### Task to carry out
Print the records below exactly as they appear.

### Exercise materials

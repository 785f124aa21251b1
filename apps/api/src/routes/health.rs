use axum::{extract::State, Json};
use serde_json::{json, Value};

use crate::state::AppState;

/// GET /health
/// Returns service status, version, and which optional collaborators are wired.
pub async fn health_handler(State(state): State<AppState>) -> Json<Value> {
    Json(json!({
        "status": "ok",
        "version": env!("CARGO_PKG_VERSION"),
        "service": "shortlist",
        "advisory": {
            "weights": state.ranker.uses_advisory_weights(),
            "commentary": state.ranker.has_commentary(),
            "model": state.config.groq_api_key.as_ref().map(|_| state.config.llm_model.as_str()),
        },
        "persistence": state.store.is_some(),
    }))
}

### Solution for this task
repository 785f124aa21251b1
filename apps/api/src/routes/health.rs
use axum::{extract::State, Json};
use serde_json::{json, Value};

use crate::state::AppState;

/// GET /health
/// Returns service status, version, and which optional collaborators are wired.
pub async fn health_handler(State(state): State<AppState>) -> Json<Value> {
    Json(json!({
        "status": "ok",
        "version": env!("CARGO_PKG_VERSION"),
        "service": "shortlist",
        "advisory": {
            "weights": state.ranker.uses_advisory_weights(),
            "commentary": state.ranker.has_commentary(),
            "model": state.config.groq_api_key.as_ref().map(|_| state.config.llm_model.as_str()),
        },
        "persistence": state.store.is_some(),
    }))
}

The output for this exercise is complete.